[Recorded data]

// SPDX-License-Identifier: PMPL-1.0-or-later
// Copyright (c) 2026 Jonathan D.A. Jewell (hyperpolymath) <jonathan.jewell@open.ac.uk>
//
// Smart Xerox: print shop ordering app.
//
// Entry point. Initialises logging, backend services, app state, and launches
// the Dioxus UI.

mod pages;
mod services;
mod state;

use dioxus::prelude::*;

use smartxerox_core::Page;
use smartxerox_core::navigation::{self, NavStyle, NavTarget};

use pages::dashboard::Dashboard;
use pages::home::Home;
use pages::login::Login;
use pages::order::NewOrder;
use pages::services::Services;
use pages::signup::Signup;

use services::app_services::AppServices;
use state::{AppState, Notice};

fn main() {
    tracing_subscriber::fmt()
        .with_env_filter(
            tracing_subscriber::EnvFilter::try_from_default_env()
                .unwrap_or_else(|_| tracing_subscriber::EnvFilter::new("info")),
        )
        .init();

    tracing::info!("Smart Xerox starting");

    dioxus::launch(app);
}

/// Top-level route enum.
#[derive(Debug, Clone, Routable, PartialEq)]
enum Route {
    #[layout(ShopLayout)]
    #[route("/")]
    Home {},
    #[route("/services")]
    Services {},
    #[route("/login?:return_to")]
    Login { return_to: String },
    #[route("/signup")]
    Signup {},
    #[route("/dashboard")]
    Dashboard {},
    #[route("/order")]
    NewOrder {},
}

impl From<Page> for Route {
    fn from(page: Page) -> Self {
        match page {
            Page::Home => Route::Home {},
            Page::Services => Route::Services {},
            Page::Login => Route::Login {
                return_to: String::new(),
            },
            Page::Signup => Route::Signup {},
            Page::Dashboard => Route::Dashboard {},
            Page::Order => Route::NewOrder {},
        }
    }
}

/// Sends a signed-out visitor of a protected page to the login page, which
/// brings them back afterwards. Returns whether `page` may render.
fn guard_page(page: Page) -> bool {
    let state = use_context::<Signal<AppState>>();
    let signed_in = state.read().user.is_some();
    match navigation::guard(page, signed_in) {
        Some(Page::Login) => {
            navigator().replace(Route::Login {
                return_to: page.path().to_string(),
            });
            false
        }
        Some(other) => {
            navigator().replace(Route::from(other));
            false
        }
        None => true,
    }
}

/// Root component.
fn app() -> Element {
    let svc = use_hook(|| match AppServices::init() {
        Ok(s) => Ok(s),
        Err(e) => {
            tracing::error!(error = %e, "config unusable, falling back to defaults");
            AppServices::fallback().map_err(|e| e.to_string())
        }
    });

    let svc = match svc {
        Ok(svc) => svc,
        Err(msg) => {
            return rsx! {
                div { style: "padding: 32px; font-family: system-ui, sans-serif;",
                    h1 { "Smart Xerox" }
                    p { style: "color: #721c24;", "The app could not start: {msg}" }
                }
            };
        }
    };

    use_context_provider(|| svc.clone());
    use_context_provider(|| Signal::new(AppState::new(&svc)));

    rsx! {
        Router::<Route> {}
    }
}

/// Top navigation bar and notice banner wrapping every page.
#[component]
fn ShopLayout() -> Element {
    let mut state = use_context::<Signal<AppState>>();
    let svc = use_context::<AppServices>();
    let links = navigation::nav_links(state.read().user.as_ref());

    rsx! {
        div { class: "app-container",
            style: "display: flex; flex-direction: column; min-height: 100vh; font-family: system-ui, -apple-system, sans-serif; background: #f7f8fa;",

            nav { class: "nav-bar",
                style: "display: flex; align-items: center; gap: 12px; padding: 12px 20px; background: white; border-bottom: 1px solid #e0e0e0;",
                Link { to: Route::Home {},
                    style: "font-weight: bold; font-size: 18px; color: #0d47a1; text-decoration: none; margin-right: auto;",
                    "{svc.config().shop.name}"
                }
                for link in links {
                    {match link.target {
                        NavTarget::Page(page) => rsx! {
                            Link { to: Route::from(page),
                                style: nav_style(link.style),
                                "{link.label}"
                            }
                        },
                        NavTarget::Logout => rsx! {
                            button {
                                style: nav_style(link.style),
                                onclick: {
                                    let svc = svc.clone();
                                    move |_| {
                                        match svc.logout() {
                                            Ok(next) => {
                                                let mut s = state.write();
                                                s.user = None;
                                                s.orders.clear();
                                                s.notice = Some(Notice::info("You have been logged out."));
                                                drop(s);
                                                navigator().push(Route::from(next));
                                            }
                                            Err(e) => {
                                                tracing::warn!(error = %e, "session file not removed");
                                                state.write().notice = Some(Notice::from_error(&e));
                                            }
                                        }
                                    }
                                },
                                "{link.label}"
                            }
                        },
                    }}
                }
            }

            if let Some(notice) = state.read().notice.clone() {
                {
                    let (fg, bg) = notice.colors();
                    rsx! {
                        div {
                            style: "display: flex; justify-content: space-between; align-items: center; margin: 12px 20px 0; padding: 12px 16px; border-radius: 8px; color: {fg}; background: {bg};",
                            span { "{notice.text}" }
                            button {
                                style: "border: none; background: transparent; color: {fg}; font-size: 16px; cursor: pointer;",
                                onclick: move |_| state.write().notice = None,
                                "\u{00D7}"
                            }
                        }
                    }
                }
            }

            div { class: "page-content",
                style: "flex: 1; padding: 20px; max-width: 880px; width: 100%; margin: 0 auto; box-sizing: border-box;",
                Outlet::<Route> {}
            }
        }
    }
}

fn nav_style(style: NavStyle) -> &'static str {
    match style {
        NavStyle::Plain => "padding: 6px 10px; color: #333; text-decoration: none; border: none; background: transparent; font-size: 15px; cursor: pointer;",
        NavStyle::Active => "padding: 6px 10px; color: #0d47a1; font-weight: bold; text-decoration: none; font-size: 15px;",
        NavStyle::Primary => "padding: 6px 14px; color: white; background: #0d47a1; border-radius: 6px; text-decoration: none; font-size: 15px;",
        NavStyle::Outline => "padding: 5px 13px; color: #0d47a1; border: 1px solid #0d47a1; border-radius: 6px; text-decoration: none; font-size: 15px;",
    }
}

#[cfg(test)]
mod tests {
    use std::rc::Rc;

    use dioxus_history::{History, MemoryHistory};
    use serde_json::Map;
    use smartxerox_client::SessionStore;
    use smartxerox_core::{AppConfig, UserProfile};

    use super::*;

    fn shell() -> Element {
        let svc = use_context::<AppServices>();
        use_context_provider(|| Signal::new(AppState::new(&svc)));
        rsx! {
            Router::<Route> {}
        }
    }

    /// Render `path` once. Returns the markup and the route the history
    /// ended on.
    fn render_at(path: &str, user: Option<UserProfile>) -> (String, String) {
        let dir = tempfile::tempdir().expect("tempdir");
        if let Some(user) = &user {
            SessionStore::in_dir(dir.path()).save(user).expect("save session");
        }
        let svc = AppServices::with_config(dir.path().to_path_buf(), AppConfig::default())
            .expect("services");
        let history: Rc<dyn History> = Rc::new(MemoryHistory::with_initial_path(path));
        let mut dom = VirtualDom::new(shell)
            .with_root_context(svc)
            .with_root_context(history.clone());
        dom.rebuild_in_place();
        (dioxus_ssr::render(&dom), history.current_route())
    }

    fn ravi() -> UserProfile {
        UserProfile {
            id: "u-1".into(),
            name: "Ravi Kumar".into(),
            mobile: "9000000001".into(),
            extra: Map::new(),
        }
    }

    #[test]
    fn signed_out_dashboard_renders_nothing_and_redirects() {
        let (html, route) = render_at("/dashboard", None);
        assert!(html.contains("Sign Up"), "layout missing: {html}");
        assert!(!html.contains("My Orders"), "dashboard leaked: {html}");
        assert!(route.starts_with("/login"), "ended on {route}");
        assert!(route.contains("dashboard"), "return page lost: {route}");
    }

    #[test]
    fn signed_out_order_page_renders_nothing_and_redirects() {
        let (html, route) = render_at("/order", None);
        assert!(!html.contains("Place Order"), "order form leaked: {html}");
        assert!(!html.contains("1. Files"));
        assert!(route.starts_with("/login"), "ended on {route}");
    }

    #[test]
    fn signed_in_dashboard_renders() {
        let (html, route) = render_at("/dashboard", Some(ravi()));
        assert!(html.contains("My Orders"), "dashboard missing: {html}");
        assert!(html.contains("Hi, Ravi"));
        assert_eq!(route, "/dashboard");
    }
}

- Problem to solve -
Only the lines above from the one with "10px; color: #0d47a1;" up to and including the one with "if let Some(user)" should be repeated, exactly as written.

- Solution for this problem -
        NavStyle::Active => "padding: 6px 10px; color: #0d47a1; font-weight: bold; text-decoration: none; font-size: 15px;",
        NavStyle::Primary => "padding: 6px 14px; color: white; background: #0d47a1; border-radius: 6px; text-decoration: none; font-size: 15px;",
        NavStyle::Outline => "padding: 5px 13px; color: #0d47a1; border: 1px solid #0d47a1; border-radius: 6px; text-decoration: none; font-size: 15px;",
    }
}

#[cfg(test)]
mod tests {
    use std::rc::Rc;

    use dioxus_history::{History, MemoryHistory};
    use serde_json::Map;
    use smartxerox_client::SessionStore;
    use smartxerox_core::{AppConfig, UserProfile};

    use super::*;

    fn shell() -> Element {
        let svc = use_context::<AppServices>();
        use_context_provider(|| Signal::new(AppState::new(&svc)));
        rsx! {
            Router::<Route> {}
        }
    }

    /// Render `path` once. Returns the markup and the route the history
    /// ended on.
    fn render_at(path: &str, user: Option<UserProfile>) -> (String, String) {
        let dir = tempfile::tempdir().expect("tempdir");
        if let Some(user) = &user {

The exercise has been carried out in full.